Diversity in a fungal symbiont affects rice performance

Nigel Chaffey over at Annals of Botany is really extraordinarily good at finding — and writing about — extraordinarily interesting plant stuff. Plus his Plant Cuttings is free. That’s why I always link to him, either in Nibbles or as a post. His latest offering is particularly agrobiodiversity-laden, with pieces on the results of the CGIAR Science Forum, the bad behaviour of some pollinators, rice, engineering a better photosynthesis, and Newton’s apple tree in space. I could have written a post about any of these, really, but why bother when Prof. Chaffey has done such a great job already?

Having said that, though, I still can’t resist making a particular mention of work by Caroline Angelard and others at the University of Lausanne in Switzerland. Their paper in Current Biology investigates the symbiotic interaction between an arbusculo-mycorrhizal fungus (AMF) and rice. These fungi consist of a common cytoplasm inhabited by populations of genetically different nuclei. When spores form, different ones end up with different nucleotype complements. Which can get mixed up again through genetic exchange between spores. So what? Well, because all this genetic toing and froing (or, technically, segregation) has only recently been discovered, “no attempts have been made to test whether this affects the symbiosis with plants.” Until now. And it turns out that it does. Segregation “can enhance the growth of rice up to five times, even though neither parental nor crossed AMF lines induced a positive growth response.”

So here’s another level of agricultural diversity to worry about. And what’s the betting that there is genetic diversity in rice as to its response to the genetic diversity of its symbiotic fungi?

Nibble: Conservation ag, Sahelian famines, Homegarden fertility, Annals of Botany news roundup, Carrot geneflow, Cyanide in crops, Texas rice breeding

Rooftop sake

There was a fun story about urban beekeepers in Tokyo yesterday. Keeping bees in cities is actually not huge news, though. There’s been a lot about it in the New York press lately, for example. But the Tokyo story also had this intriguing sidebar.

The beekeepers may be an odd sight in the Japanese capital, but they are not the only urban farmers — on a rooftop just blocks away, barefoot farmers were recently wading through almost knee-high mud to plant a wet rice field.

On top of the building of the Hakutsuru Sake Brewing Co., its employees and their spouses and children were screaming with excitement as they stomped barefoot, the mud squelching between their toes.

“Good job, good job! Well done!” said Asami Oda, 56, the vice president of Hakutsuru’s Tokyo office, who takes care of the rice paddies every day.

“We harvest 60 kilograms (130 pounds) of rice every year, from which we make 80 litres of sake. Of course it’s organic. I like having a pesticides-free harvest, which is also good for the honey bees,” he said.

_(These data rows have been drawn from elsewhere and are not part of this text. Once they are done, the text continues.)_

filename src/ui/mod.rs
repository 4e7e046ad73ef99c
pub mod panels;
pub mod plot;
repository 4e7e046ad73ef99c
use std::path::{Path, PathBuf};

use anyhow::Result;

use crate::config::Config;
use crate::data::labels;
use crate::data::loader;
use crate::data::model::CanonicalTable;
use crate::data::pipeline::{self, PrepareOptions};
use crate::geo::{self, Outline};

// ---------------------------------------------------------------------------
// Views
// ---------------------------------------------------------------------------

/// The dashboard pages.
#[derive(Debug, Clone, Copy, PartialEq, Eq)]
pub enum View {
    ContinentTotals,
    ContinentTrend,
    CauseOverYears,
    YearTrend,
    CauseTotals,
    TopCountries,
}

impl View {
    pub const ALL: [View; 6] = [
        View::ContinentTotals,
        View::ContinentTrend,
        View::CauseOverYears,
        View::YearTrend,
        View::CauseTotals,
        View::TopCountries,
    ];

    pub fn title(self) -> &'static str {
        match self {
            View::ContinentTotals => "Total de Mortes por Continente",
            View::ContinentTrend => "Tendência de Mortes por Continente",
            View::CauseOverYears => "Causas das mortes ao longo dos anos",
            View::YearTrend => "Tendência de Mortes por Ano",
            View::CauseTotals => "Total de Mortes por Causa",
            View::TopCountries => "Países com mais mortes",
        }
    }
}

// ---------------------------------------------------------------------------
// Application state
// ---------------------------------------------------------------------------

/// The full UI state, independent of rendering.
pub struct AppState {
    pub config: Config,

    /// Canonical table (None until a file loads successfully).
    pub table: Option<CanonicalTable>,

    /// File the current table came from.
    pub source: Option<PathBuf>,

    pub view: View,
    pub selected_continent: Option<String>,
    pub selected_cause: Option<String>,
    /// `None` means every year.
    pub selected_year: Option<i32>,

    /// Map outline, read the first time the map is shown.
    outline: Option<Result<Outline, String>>,

    /// Status / error message shown in the UI.
    pub status_message: Option<String>,
}

impl AppState {
    pub fn new(config: Config) -> Self {
        Self {
            config,
            table: None,
            source: None,
            view: View::ContinentTotals,
            selected_continent: None,
            selected_cause: None,
            selected_year: None,
            outline: None,
            status_message: None,
        }
    }

    /// Load and prepare a raw file.  On failure the current table is kept and
    /// the error is shown in the status line.
    pub fn open(&mut self, path: &Path) {
        match read_table(path) {
            Ok(table) => {
                log::info!(
                    "Loaded {} canonical rows from {}",
                    table.len(),
                    path.display()
                );
                self.set_table(table);
                self.source = Some(path.to_path_buf());
            }
            Err(e) => {
                log::error!("Failed to load file: {e:#}");
                self.status_message = Some(format!("Erro: {e:#}"));
            }
        }
    }

    /// Ingest a freshly prepared table and reset the selections to defaults.
    pub fn set_table(&mut self, table: CanonicalTable) {
        self.selected_continent = table.continents().into_iter().next();
        self.selected_cause = self.cause_options_for(&table).into_iter().next();
        self.selected_year = None;
        self.table = Some(table);
        self.status_message = None;
    }

    /// Cause selector entries: the all-causes aggregate first, then the
    /// others in order of appearance.
    pub fn cause_options(&self) -> Vec<String> {
        self.table
            .as_ref()
            .map(|t| self.cause_options_for(t))
            .unwrap_or_default()
    }

    fn cause_options_for(&self, table: &CanonicalTable) -> Vec<String> {
        let (mut all, rest): (Vec<String>, Vec<String>) = table
            .causes()
            .into_iter()
            .partition(|c| labels::is_all_causes(c));
        all.extend(rest);
        all
    }

    /// Rows the continent and year views sum over: the all-causes aggregate
    /// when the source has it, otherwise the whole table.
    pub fn totals_table(&self) -> Option<CanonicalTable> {
        let table = self.table.as_ref()?;
        let all = table.all_causes();
        Some(if all.is_empty() { table.clone() } else { all })
    }

    /// The configured map outline, read on first use.  `None` when no
    /// outline file is configured.
    pub fn outline(&mut self) -> Option<&Result<Outline, String>> {
        let path = self.config.outline_path.clone()?;
        let outline: &Result<Outline, String> = self.outline.get_or_insert_with(|| {
            geo::load_outline(&path).map_err(|e| {
                log::warn!("Map outline {} unavailable: {e}", path.display());
                e.to_string()
            })
        });
        Some(outline)
    }
}

fn read_table(path: &Path) -> Result<CanonicalTable> {
    let raw = loader::load_file(path)?;
    Ok(pipeline::prepare(&raw, PrepareOptions::default())?)
}

#[cfg(test)]
mod tests {
    use super::*;
    use crate::data::model::CanonicalRecord;

    fn rec(continent: &str, year: i32, cause: &str, deaths: u64) -> CanonicalRecord {
        CanonicalRecord {
            continent_code: String::new(),
            continent: continent.to_string(),
            country: "Chad".to_string(),
            year,
            cause: cause.to_string(),
            cause_code: String::new(),
            deaths,
        }
    }

    #[test]
    fn test_set_table_picks_defaults() {
        let mut state = AppState::new(Config::default());
        state.selected_year = Some(2015);
        state.set_table(CanonicalTable::from_records(vec![
            rec("África", 2015, "AVC", 1),
            rec("Europa", 2015, "Todas as causas", 2),
        ]));
        assert_eq!(state.selected_continent.as_deref(), Some("África"));
        assert_eq!(state.selected_cause.as_deref(), Some("Todas as causas"));
        assert_eq!(state.selected_year, None);
        assert_eq!(state.cause_options(), vec!["Todas as causas", "AVC"]);
    }

    #[test]
    fn test_totals_table_prefers_all_causes_rows() {
        let mut state = AppState::new(Config::default());
        assert!(state.totals_table().is_none());

        state.set_table(CanonicalTable::from_records(vec![
            rec("África", 2015, "AVC", 1),
            rec("África", 2015, "Todas as causas", 3),
        ]));
        assert_eq!(state.totals_table().map(|t| t.total_deaths()), Some(3));

        state.set_table(CanonicalTable::from_records(vec![rec("África", 2015, "AVC", 1)]));
        assert_eq!(state.totals_table().map(|t| t.total_deaths()), Some(1));
    }

    #[test]
    fn test_failed_open_keeps_previous_table() {
        let mut state = AppState::new(Config::default());
        state.set_table(CanonicalTable::from_records(vec![rec("África", 2015, "AVC", 1)]));
        state.open(Path::new("/nonexistent/pollution-panel/data.csv"));
        assert_eq!(state.table.as_ref().map(|t| t.len()), Some(1));
        assert!(state.status_message.is_some());
    }

    #[test]
    fn test_outline_absent_without_path() {
        let mut state = AppState::new(Config::default());
        assert!(state.outline().is_none());
    }

    #[test]
    fn test_outline_error_is_remembered() {
        let mut state = AppState::new(Config {
            outline_path: Some(PathBuf::from("/nonexistent/world.geojson")),
            ..Config::default()
        });
        assert!(matches!(state.outline(), Some(Err(_))));
        assert!(matches!(state.outline(), Some(Err(_))));
    }
}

Which made me scurry around the internet looking for photos. And while I was doing that, as coincidence would have it, another piece on rooftop vegetation popped up, this time bamboo on top of a museum. Never rains but it pours.

Beer drinkers finally get recognition they deserve

We have been keeping an interested eye on the apparent resurgence of sorghum in some parts of Africa, driven by climate change, sure, but also by man’s (and woman’s) unquenchable thirst for beer. The latest story along those happy lines comes from Kenya. It might have remained a mere Nibble, but for the coincidental appearance of a study suggesting that “beer drinkers can serve as role models for the nation as it struggles to emerge from recession.” In Britain and, presumably, in Africa too.

LATER: Oh, and this just in too. A fine day for beer drinkers indeed.

African Agriculture Science week

“As good as being there.” That’s the very professional blog created by the folks in Ouagadougou, Burkina Faso for FARA’s General Assembly and 5th African Agriculture Science week. We’ve linked to the programme before now, and invited submissions, but now we — and you — have a direct line to the goings on. ((There’s also the inevitable Twitter feed, of course.)) Of particular interest so far, the presentation by Bioversity International’s DG Emile Frison on diversity and nutrition, and a wee bit about pollinator diversity.

The Fara week 2010 blog is on our radar, and it raises an interesting question: what happens to the blog and the information in years to come? One-off, purpose-built blogs like this are great, especially when they’re as well put together as this one, but do they have a sustainability plan?

LATER: Oh, and Jules Pretty is pretty good on why everything you think you know about African agriculture is wrong.